*WHAT TO WORK ON*.
Take the lines below between the one holding "for automatic redaction" and the one holding "is actually sent", inclusive, and copy them exactly. Add nothing.

*EXERCISE MATERIALS*.

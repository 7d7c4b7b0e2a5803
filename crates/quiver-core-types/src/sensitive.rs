//! Sensitive data marker for automatic redaction
//!
//! The `Sensitive<T>` wrapper keeps API keys and similar credentials
//! out of logs and error output.

use std::fmt;

/// Wrapper for sensitive data that redacts itself in Debug and Display
///
/// # Example
///
/// ```
/// use quiver_core_types::Sensitive;
///
/// let api_key = Sensitive::new("sk-live-123");
/// assert_eq!(format!("{:?}", api_key), "***REDACTED***");
/// assert_eq!(format!("{}", api_key), "***REDACTED***");
///
/// assert_eq!(api_key.expose(), &"sk-live-123");
/// ```
pub struct Sensitive<T>(T);

impl<T> Sensitive<T> {
    /// Wrap a sensitive value
    pub fn new(value: T) -> Self {
        Self(value)
    }

    /// Expose the underlying sensitive value
    ///
    /// Only call this at the point the credential is actually sent
    /// (e.g. building an `Authorization` header).
    pub fn expose(&self) -> &T {
        &self.0
    }

    /// Consume the wrapper and return the inner value
    pub fn into_inner(self) -> T {
        self.0
    }
}

impl<T> fmt::Debug for Sensitive<T> {
    fn fmt(&self, f: &mut fmt::Formatter<'_>) -> fmt::Result {
        write!(f, "***REDACTED***")
    }
}

impl<T> fmt::Display for Sensitive<T> {
    fn fmt(&self, f: &mut fmt::Formatter<'_>) -> fmt::Result {
        write!(f, "***REDACTED***")
    }
}

impl<T: Clone> Clone for Sensitive<T> {
    fn clone(&self) -> Self {
        Self(self.0.clone())
    }
}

*PROBLEM SOLUTION*.
//! Sensitive data marker for automatic redaction
//!
//! The `Sensitive<T>` wrapper keeps API keys and similar credentials
//! out of logs and error output.

use std::fmt;

/// Wrapper for sensitive data that redacts itself in Debug and Display
///
/// # Example
///
/// ```
/// use quiver_core_types::Sensitive;
///
/// let api_key = Sensitive::new("sk-live-123");
/// assert_eq!(format!("{:?}", api_key), "***REDACTED***");
/// assert_eq!(format!("{}", api_key), "***REDACTED***");
///
/// assert_eq!(api_key.expose(), &"sk-live-123");
/// ```
pub struct Sensitive<T>(T);

impl<T> Sensitive<T> {
    /// Wrap a sensitive value
    pub fn new(value: T) -> Self {
        Self(value)
    }

    /// Expose the underlying sensitive value
    ///
    /// Only call this at the point the credential is actually sent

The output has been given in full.